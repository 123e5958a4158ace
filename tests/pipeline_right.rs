//! Integration coverage for the right-chain's final ranking step.

use tw_screener::model::{Row, Venue};
use tw_screener::pipeline::right;

fn row(id: &str, change_pct: f64) -> Row {
    let mut r = Row::new(id, format!("Stock {id}"), Venue::Main);
    r.change_pct = change_pct;
    r
}

#[test]
fn rank_orders_descending_by_change_pct() {
    let batch = vec![row("2330", 3.5), row("2317", 8.1), row("1101", 4.9)];
    let ranked = right::rank(batch);
    let ids: Vec<&str> = ranked.iter().map(|r| r.id.as_str()).collect();
    assert_eq!(ids, vec!["2317", "1101", "2330"]);
}

#[test]
fn rank_is_stable_for_equal_change_pct() {
    let batch = vec![row("a", 5.0), row("b", 5.0), row("c", 5.0)];
    let ranked = right::rank(batch);
    let ids: Vec<&str> = ranked.iter().map(|r| r.id.as_str()).collect();
    assert_eq!(ids, vec!["a", "b", "c"]);
}

#[test]
fn rank_stamps_a_rank_column_starting_at_one() {
    let batch = vec![row("2330", 1.0), row("2317", 2.0)];
    let ranked = right::rank(batch);
    assert_eq!(ranked[0].get_f64("rank"), Some(1.0));
    assert_eq!(ranked[1].get_f64("rank"), Some(2.0));
}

####################

▸ **Requirement**: Please write out the entries above in full, exactly as they read.

▸ **Solution**:
repository 123e5958a4158ace
filename tests/pipeline_right.rs
//! Integration coverage for the right-chain's final ranking step.

use tw_screener::model::{Row, Venue};
use tw_screener::pipeline::right;

fn row(id: &str, change_pct: f64) -> Row {
    let mut r = Row::new(id, format!("Stock {id}"), Venue::Main);
    r.change_pct = change_pct;
    r
}

#[test]
fn rank_orders_descending_by_change_pct() {
    let batch = vec![row("2330", 3.5), row("2317", 8.1), row("1101", 4.9)];
    let ranked = right::rank(batch);
    let ids: Vec<&str> = ranked.iter().map(|r| r.id.as_str()).collect();
    assert_eq!(ids, vec!["2317", "1101", "2330"]);
}

#[test]
fn rank_is_stable_for_equal_change_pct() {
    let batch = vec![row("a", 5.0), row("b", 5.0), row("c", 5.0)];
    let ranked = right::rank(batch);
    let ids: Vec<&str> = ranked.iter().map(|r| r.id.as_str()).collect();
    assert_eq!(ids, vec!["a", "b", "c"]);
}

#[test]
fn rank_stamps_a_rank_column_starting_at_one() {
    let batch = vec![row("2330", 1.0), row("2317", 2.0)];
    let ranked = right::rank(batch);
    assert_eq!(ranked[0].get_f64("rank"), Some(1.0));
    assert_eq!(ranked[1].get_f64("rank"), Some(2.0));
}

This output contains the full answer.